Next below in this group are two views of Haw Creek at the head of the lake, a popular pleasure trip section. Boating is enjoyed the year around.
The dock views show locally owned pleasure boats, and a freighter of the Clyde-Miller Line, which afoords tri-weekly service in connection with the Clyde line.
The bottom view is taken from the Crescent City Heights section, a new residential development, overlooking Lake Stella, a deep body of clear water whose level is forty feet above Lake Crescent. From both the economic and pleasure viewpoints our water advantages are unsurpassed.
Good Fishing
Not only do fish around in our large lakes and their tributary streams but scores of small lakes near Crescent City afford find sport. The fourteen-pound bass shown below, caught by J. E. Bartlett and snapped on the running board of his trusty Ford, is the first of a good many large fish taken in our waters to be honored by the publication of its portrait.
The Citrus Fruit Industry
OUR local citrus crop has grown gradually each year until the six modern packing houses will ship over a quarter of a million boxes for the season of 1924-25.
This fruit is grown on groves totalling approximately one thousand acres, ranging in age from three to twenty-five years.

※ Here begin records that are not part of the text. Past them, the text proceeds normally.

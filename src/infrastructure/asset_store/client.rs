use anyhow::{Context, Result, anyhow};
use async_trait::async_trait;
use bytes::Bytes;
use futures_util::{StreamExt, stream};
use reqwest::{
    Client as HttpClient, RequestBuilder, Response, StatusCode,
    header::{CONTENT_LENGTH, CONTENT_TYPE},
    multipart,
};
use serde::de::DeserializeOwned;
use std::sync::Arc;
use tracing::{debug, warn};
use uuid::Uuid;

use super::{
    CredentialProvider,
    models::{ApiErrorResponse, CreateVideoRequest, ListingDetailResponse, PhotoOrderRequest},
};
use crate::{
    domain::{
        entities::{ListingId, Photo, PhotoId, Video, VideoId},
        repositories::{
            AssetStore, AssetStoreError, ProgressCallback, UploadProgress, VideoUploadSession,
        },
        value_objects::MediaFile,
    },
    infrastructure::config::ApiConfig,
};

const REQUEST_ID_HEADER: &str = "x-request-id";
const DEFAULT_ERROR_MESSAGE: &str = "Request failed";
const DEFAULT_CHUNK_SIZE: usize = 256 * 1024;

/// Map a non-success status and its error message onto the store error taxonomy
pub fn status_error(status: StatusCode, message: String, resource: &str) -> AssetStoreError {
    match status {
        StatusCode::UNAUTHORIZED | StatusCode::FORBIDDEN => {
            AssetStoreError::Unauthorized { message }
        }
        StatusCode::NOT_FOUND => AssetStoreError::NotFound { resource: resource.to_string() },
        StatusCode::CONFLICT => AssetStoreError::Conflict { message },
        StatusCode::BAD_REQUEST
        | StatusCode::PAYLOAD_TOO_LARGE
        | StatusCode::UNSUPPORTED_MEDIA_TYPE
        | StatusCode::UNPROCESSABLE_ENTITY => AssetStoreError::UploadRejected { message },
        _ => AssetStoreError::Network { message: format!("{message} (status {status})") },
    }
}

/// `AssetStore` backed by the listing media REST API
#[derive(Clone)]
pub struct HttpAssetStore {
    base_url: String,
    http_client: HttpClient,
    credentials: Arc<dyn CredentialProvider>,
    upload_chunk_size: usize,
}

impl HttpAssetStore {
    pub fn new(config: &ApiConfig, credentials: Arc<dyn CredentialProvider>) -> Result<Self> {
        if config.base_url.trim().is_empty() {
            return Err(anyhow!("Listing media API base URL is required"));
        }

        let http_client = HttpClient::builder()
            .timeout(config.request_timeout())
            .build()
            .context("Failed to create HTTP client")?;

        Ok(Self {
            base_url: config.base_url.trim_end_matches('/').to_string(),
            http_client,
            credentials,
            upload_chunk_size: DEFAULT_CHUNK_SIZE,
        })
    }

    /// Size of the chunks a video body is streamed in; progress is reported per chunk
    #[must_use]
    pub fn with_upload_chunk_size(mut self, upload_chunk_size: usize) -> Self {
        self.upload_chunk_size = upload_chunk_size.max(1);
        self
    }

    fn url(&self, path: &str) -> String {
        format!("{}{path}", self.base_url)
    }

    /// Attach auth and a request id, send, and turn non-2xx into an error
    async fn send(
        &self,
        request: RequestBuilder,
        operation: &'static str,
        resource: &str,
    ) -> Result<Response, AssetStoreError> {
        let request_id = Uuid::new_v4();
        let mut request = request.header(REQUEST_ID_HEADER, request_id.to_string());
        if let Some(token) = self.credentials.access_token().await {
            request = request.bearer_auth(token);
        }

        debug!(request_id = %request_id, operation, "Sending listing media request");

        let response = request.send().await.map_err(|e| {
            warn!(request_id = %request_id, operation, "Listing media request failed: {}", e);
            AssetStoreError::Network { message: e.to_string() }
        })?;

        let status = response.status();
        if status.is_success() {
            debug!(request_id = %request_id, operation, status = status.as_u16(), "Request succeeded");
            return Ok(response);
        }

        let message = error_message(response).await;
        warn!(
            request_id = %request_id,
            operation,
            status = status.as_u16(),
            "Listing media API returned an error: {}",
            message
        );
        Err(status_error(status, message, resource))
    }

    async fn get_json<T: DeserializeOwned>(
        &self,
        path: &str,
        operation: &'static str,
        resource: &str,
    ) -> Result<T, AssetStoreError> {
        let response = self.send(self.http_client.get(self.url(path)), operation, resource).await?;
        parse_json(response).await
    }

    async fn listing_detail(
        &self,
        listing: &ListingId,
    ) -> Result<ListingDetailResponse, AssetStoreError> {
        self.get_json(&format!("/listings/{listing}"), "get_listing", &format!("Listing {listing}"))
            .await
    }
}

async fn error_message(response: Response) -> String {
    match response.json::<ApiErrorResponse>().await {
        Ok(body) => {
            let message = body.message();
            if message.is_empty() { DEFAULT_ERROR_MESSAGE.to_string() } else { message }
        }
        Err(_) => DEFAULT_ERROR_MESSAGE.to_string(),
    }
}

async fn parse_json<T: DeserializeOwned>(response: Response) -> Result<T, AssetStoreError> {
    response.json::<T>().await.map_err(|e| AssetStoreError::InvalidResponse {
        message: format!("Failed to parse response: {e}"),
    })
}

fn chunked(data: &Bytes, chunk_size: usize) -> Vec<Bytes> {
    (0..data.len())
        .step_by(chunk_size)
        .map(|start| data.slice(start..(start + chunk_size).min(data.len())))
        .collect()
}

#[async_trait]
impl AssetStore for HttpAssetStore {
    async fn list_photos(&self, listing: &ListingId) -> Result<Vec<Photo>, AssetStoreError> {
        Ok(self.listing_detail(listing).await?.photos)
    }

    async fn list_videos(&self, listing: &ListingId) -> Result<Vec<Video>, AssetStoreError> {
        Ok(self.listing_detail(listing).await?.videos)
    }

    async fn create_photo(
        &self,
        listing: &ListingId,
        file: &MediaFile,
    ) -> Result<Photo, AssetStoreError> {
        let part = multipart::Part::bytes(file.data.to_vec())
            .file_name(file.filename.clone())
            .mime_str(&file.content_type)
            .map_err(|e| AssetStoreError::UploadRejected {
                message: format!("Invalid content type {}: {e}", file.content_type),
            })?;
        let form = multipart::Form::new().part("file", part);

        let request =
            self.http_client.post(self.url(&format!("/listings/{listing}/photos"))).multipart(form);
        let response = self.send(request, "create_photo", &format!("Listing {listing}")).await?;
        parse_json(response).await
    }

    async fn delete_photo(
        &self,
        listing: &ListingId,
        photo: &PhotoId,
    ) -> Result<(), AssetStoreError> {
        let request =
            self.http_client.delete(self.url(&format!("/listings/{listing}/photos/{photo}")));
        self.send(request, "delete_photo", &format!("Photo {photo}")).await?;
        Ok(())
    }

    async fn reorder_photos(
        &self,
        listing: &ListingId,
        ordered_ids: &[PhotoId],
    ) -> Result<(), AssetStoreError> {
        let request = self
            .http_client
            .put(self.url(&format!("/listings/{listing}/photos/order")))
            .json(&PhotoOrderRequest { photo_ids: ordered_ids });

        // The API answers a stale or partial id list with a validation error
        match self.send(request, "reorder_photos", &format!("Listing {listing}")).await {
            Ok(_) => Ok(()),
            Err(AssetStoreError::UploadRejected { message }) => {
                Err(AssetStoreError::Conflict { message })
            }
            Err(e) => Err(e),
        }
    }

    async fn create_video_upload_session(
        &self,
        listing: &ListingId,
        title: Option<&str>,
    ) -> Result<VideoUploadSession, AssetStoreError> {
        let request = self
            .http_client
            .post(self.url(&format!("/listings/{listing}/videos")))
            .json(&CreateVideoRequest { title });
        let response =
            self.send(request, "create_video_upload_session", &format!("Listing {listing}")).await?;
        parse_json(response).await
    }

    async fn upload_binary(
        &self,
        upload_url: &str,
        file: &MediaFile,
        on_progress: ProgressCallback,
    ) -> Result<(), AssetStoreError> {
        let total = file.size();
        on_progress(UploadProgress { sent: 0, total });

        let progress = on_progress.clone();
        let mut sent = 0_u64;
        let body = stream::iter(chunked(&file.data, self.upload_chunk_size)).map(move |chunk| {
            sent += chunk.len() as u64;
            progress(UploadProgress { sent, total });
            Ok::<_, std::io::Error>(chunk)
        });

        // Signed upload URLs carry their own authorization
        let response = self
            .http_client
            .put(upload_url)
            .header(CONTENT_TYPE, file.content_type.as_str())
            .header(CONTENT_LENGTH, total)
            .body(reqwest::Body::wrap_stream(body))
            .send()
            .await
            .map_err(|e| AssetStoreError::Network { message: e.to_string() })?;

        let status = response.status();
        if !status.is_success() {
            return Err(AssetStoreError::Network {
                message: format!("Upload failed with status {}", status.as_u16()),
            });
        }

        on_progress(UploadProgress { sent: total, total });
        Ok(())
    }

    async fn get_video(&self, listing: &ListingId, video: &VideoId) -> Result<Video, AssetStoreError> {
        self.get_json(
            &format!("/listings/{listing}/videos/{video}"),
            "get_video",
            &format!("Video {video}"),
        )
        .await
    }

    async fn delete_video(
        &self,
        listing: &ListingId,
        video: &VideoId,
    ) -> Result<(), AssetStoreError> {
        let request =
            self.http_client.delete(self.url(&format!("/listings/{listing}/videos/{video}")));
        self.send(request, "delete_video", &format!("Video {video}")).await?;
        Ok(())
    }

    async fn list_media(
        &self,
        listing: &ListingId,
    ) -> Result<(Vec<Photo>, Vec<Video>), AssetStoreError> {
        let detail = self.listing_detail(listing).await?;
        Ok((detail.photos, detail.videos))
    }
}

The quality is unsurpassed.
A glance at the map of Florida will show that we have about as many small lakes as the famous "Ridge Section" of the state and when one takes into consideration Lake George to the west and Lake Crescent to the east we have a much greater area of water than any other citrus growing section in the state.
We are one of the largest shipping points of citrus fruits in the state, and each year there are more acres set to young trees and coming into bearing. There are still thousands of acres of cheap citrus lands available in this section; in fact, the opportunities for citrus fruit culture are unlimited. Transportation facilities are the best and the rates are lower than from more southern localities.
The yield of tangering, the "kid glove" orange, is greater here than in any other part of the state.
Our Delightful Climate
Florida is a state of local and frequent showers rather than heavy rains. The extreme in precipitation are 30 and 65 inches. Crescent City has an average of extremes, or about 50 inches annually. most rain falls during the summer months. Temperature is highest in June, July, August and September. The annual temperature is about 70. Summer temperature is not oppressive, the nights being uniformly cool; the days less enervating than in the northern states. Heat prostrations are unknown.
Prevailing direction of wind is northeast. There are many more days of sunshine than of clouds.
The first frost may be looked for in November; the last frost in February or March. These frosts should be distinguished from freezes. Light frosts are beneficial in coloring and ripening fruit. Damaging freezes are rare. Gardens usually flourish all winter.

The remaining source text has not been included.